Ce mercredi, le Sénat a adopté le dangereux projet de loi de fusion entre l’ASN et l’IRSN. Peu justifié par ses promoteurs, si ce n’est par la nécessité de “fluidifier” les processus d’autorisation, ce projet de loi transforme en profondeur les mécanismes de la sécurité et de la sûreté nucléaire en France, sans même une étude d’impact sérieuse.
Aussi, en responsabilité, le groupe Écologiste – Solidarité et Territoires au Sénat s’est fermement opposé à ce texte et a déposé une question préalable demandant son retrait de l’ordre du jour.

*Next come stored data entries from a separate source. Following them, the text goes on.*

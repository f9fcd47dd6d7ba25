//! Templated string fields.
//!
//! `description`, `markdownDescription`, `const` and `enum` values may use
//! context tokens:
//!
//! | token                  | value                                         |
//! |------------------------|-----------------------------------------------|
//! | `$title`               | nearest enclosing schema title                |
//! | `$description`         | nearest enclosing schema description          |
//! | `$markdownDescription` | nearest enclosing schema markdown description |
//! | `$fileName`            | source file stem                              |
//! | `$id`                  | canonical identifier of the document          |
//!
//! A token with no value in scope is left as written.

use super::tokens::Replacements;
use super::walker::{Annotation, ContextStack};
use serde_json::Value;

const ANNOTATIONS: [Annotation; 3] = [
    Annotation::Title,
    Annotation::Description,
    Annotation::MarkdownDescription,
];

/// Build the token table for a field `key` of the layer at `context`.
///
/// A field never substitutes its own annotation into itself, so
/// `description: "$description"` reads the enclosing schema's value.
pub fn context_table(context: &ContextStack, key: &str, file_name: &str, id: &str) -> Replacements {
    let mut table = Replacements::new()
        .with("fileName", file_name)
        .with("id", id);
    for annotation in ANNOTATIONS {
        let value = if annotation.key() == key {
            context.nearest_ancestor(annotation)
        } else {
            context.nearest(annotation)
        };
        if let Some(value) = value {
            table.insert(annotation.key(), value);
        }
    }
    table
}

/// Substitute tokens in a string, or in each string of an array.
///
/// Returns `true` if anything changed.
pub fn expand_field(value: &mut Value, table: &Replacements) -> bool {
    match value {
        Value::String(s) => expand_str(s, table),
        Value::Array(items) => items
            .iter_mut()
            .filter_map(|item| match item {
                Value::String(s) => Some(expand_str(s, table)),
                _ => None,
            })
            .fold(false, |changed, c| changed | c),
        _ => false,
    }
}

fn expand_str(s: &mut String, table: &Replacements) -> bool {
    let expanded = table.apply(s);
    if expanded == *s {
        return false;
    }
    *s = expanded;
    true
}

#[cfg(test)]
mod tests {
    use super::*;
    use crate::compiler::walker::{Directive, discover};
    use serde_json::json;

    fn table_for(doc: &Value, key: &str) -> Replacements {
        let found = discover(doc);
        let call = found
            .calls
            .iter()
            .find(|c| c.directive == Directive::Template { key: key.into() })
            .unwrap();
        context_table(&call.context, key, "damage", "actions/damage")
    }

    #[test]
    fn test_title_from_enclosing_schema() {
        let doc = json!({
            "title": "Damage",
            "properties": { "amount": { "description": "Amount dealt by $title." } }
        });
        let table = table_for(&doc, "description");
        let mut value = json!("Amount dealt by $title.");
        assert!(expand_field(&mut value, &table));
        assert_eq!(value, json!("Amount dealt by Damage."));
    }

    #[test]
    fn test_description_skips_itself() {
        let doc = json!({
            "description": "Outer",
            "items": { "description": "$description (inner)" }
        });
        let table = table_for(&doc, "description");
        assert_eq!(table.apply("$description (inner)"), "Outer (inner)");
    }

    #[test]
    fn test_file_tokens_in_enum() {
        let doc = json!({ "enum": ["origins:$fileName", 3, "$id"] });
        let table = table_for(&doc, "enum");
        let mut value = doc["enum"].clone();
        assert!(expand_field(&mut value, &table));
        assert_eq!(value, json!(["origins:damage", 3, "actions/damage"]));
    }

    #[test]
    fn test_missing_token_left_alone() {
        let doc = json!({ "const": "$title" });
        let table = table_for(&doc, "const");
        let mut value = json!("$title");
        assert!(!expand_field(&mut value, &table));
        assert_eq!(value, json!("$title"));
    }
}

Dans un contexte de réacteurs vieillissants, de relance à marche forcée du nucléaire avec le développement d’EPR2 et de Petits réacteurs modulaires, auxquels s’ajoutent les questions de démantèlement des anciens réacteurs et de gestion des déchets, est-il bien raisonnable de s’engager dans le démantèlement d’une expertise autonome, portée jusqu’alors par l’IRSN ?

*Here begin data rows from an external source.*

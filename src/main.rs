//! schemac - compile YAML/JSON schema templates into JSON Schema.

mod build;
mod cli;
mod compiler;
mod config;
mod data;
mod logger;
mod utils;
mod watch;

use anyhow::Result;
use build::{build_all, create_session};
use clap::Parser;
use cli::Cli;
use config::SchemaConfig;
use watch::{BuildLoop, watch_blocking};

fn main() -> Result<()> {
    let cli = Cli::parse();
    let config = SchemaConfig::load(&cli)?;

    let mut session = create_session(&config)?;
    let initial = build_all(&mut session, &config);

    if cli.once {
        return initial;
    }

    let mut build_loop = BuildLoop::new(session, &config);
    if let Err(e) = initial {
        log!("error"; "{e:#}");
        build_loop.mark_failed();
    }
    watch_blocking(build_loop, &config)
}
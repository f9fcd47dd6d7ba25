//! Template compilation engine.
//!
//! - **loader**: YAML/JSON templates → `serde_json::Value`
//! - **walker**: read-only directive discovery with context snapshots
//! - **directive**: `$IMPORT` vocabulary and argument parsing
//! - **session**: cache, directive execution, output
//! - **references**: `ref(ns:path)` tokens and integrity checks
//!
//! # Build Flow
//!
//! ```text
//! collect_templates() ──► BuildSession::compile_batch() ──► schemas/**/*.json
//!                                  │
//!                                  ├── discover() ──► DeferredCall[]
//!                                  └── execute ────► compile(imported) …
//! ```

pub mod cache;
pub mod diagnostic;
pub mod directive;
pub mod docs;
pub mod error;
pub mod loader;
pub mod paths;
pub mod references;
pub mod session;
pub mod template;
pub mod tokens;
pub mod walker;

pub use diagnostic::Diagnostics;
pub use error::{BuildError, BuildResult};
pub use paths::PathMapper;
pub use session::{BatchReport, BuildSession};

use std::path::{Path, PathBuf};
use walkdir::WalkDir;

/// Files to ignore during directory traversal
const IGNORED_FILES: &[&str] = &[".DS_Store"];

/// Collect every template file below `dir`, sorted by path.
pub fn collect_templates(dir: &Path) -> Vec<PathBuf> {
    let mut files: Vec<PathBuf> = WalkDir::new(dir)
        .into_iter()
        .filter_map(Result::ok)
        .filter(|e| e.file_type().is_file())
        .filter(|e| {
            let name = e.file_name().to_str().unwrap_or_default();
            !IGNORED_FILES.contains(&name)
        })
        .map(walkdir::DirEntry::into_path)
        .filter(|path| paths::is_template(path))
        .collect();
    files.sort();
    files
}

#[cfg(test)]
mod tests {
    use super::*;
    use std::fs;
    use tempfile::TempDir;

    #[test]
    fn test_collect_templates() {
        let dir = TempDir::new().unwrap();
        fs::create_dir_all(dir.path().join("b")).unwrap();
        fs::write(dir.path().join("b/z.yml"), "").unwrap();
        fs::write(dir.path().join("a.json"), "{}").unwrap();
        fs::write(dir.path().join("notes.md"), "").unwrap();
        fs::write(dir.path().join(".DS_Store"), "").unwrap();

        let files = collect_templates(dir.path());
        assert_eq!(
            files,
            vec![dir.path().join("a.json"), dir.path().join("b/z.yml")]
        );
    }

    #[test]
    fn test_collect_templates_missing_dir() {
        assert!(collect_templates(Path::new("/nonexistent/schemac/src")).is_empty());
    }
}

Ce projet de loi porte en filigrane toutes les difficultés de la relance du programme nucléaire, menée sans aucun débat approfondi dans la société. Il souligne ainsi la faible attractivité des métiers de la filière ou l’incapacité de l’ASN, dans son dimensionnement actuel, à répondre à l’ensemble des interrogations concernant la sûreté.
En urgence donc, le gouvernement cherche à redimensionner l’ASN face à l’augmentation de la charge de travail à laquelle il fait face et à préserver les acteurs de la filière nucléaire, d’EDF au CEA, d’une expertise technique par trop indépendante portée par l’IRSN. Symbole de cette précipitation, la distinction – et la nécessaire distance – entre les avis techniques de l’expertise (portés aujourd’hui par l’IRSN) et les décisions (du ressort de l’ASN) est renvoyée à un règlement intérieur sur lequel nul n’aura son mot à dire, et en premier lieu le Parlement.
Le nucléaire français a toujours craint les regards extérieurs, l’expertise autonome et tout débat contradictoire. C’est effectivement, comme le souligne l’exposé des motifs, le grand retour aux années Messmer, le grand bond en arrière, la nostalgie d’un temps où l’État et la technostructure s’arrogeaient le droit de décider seuls et sans contrôle.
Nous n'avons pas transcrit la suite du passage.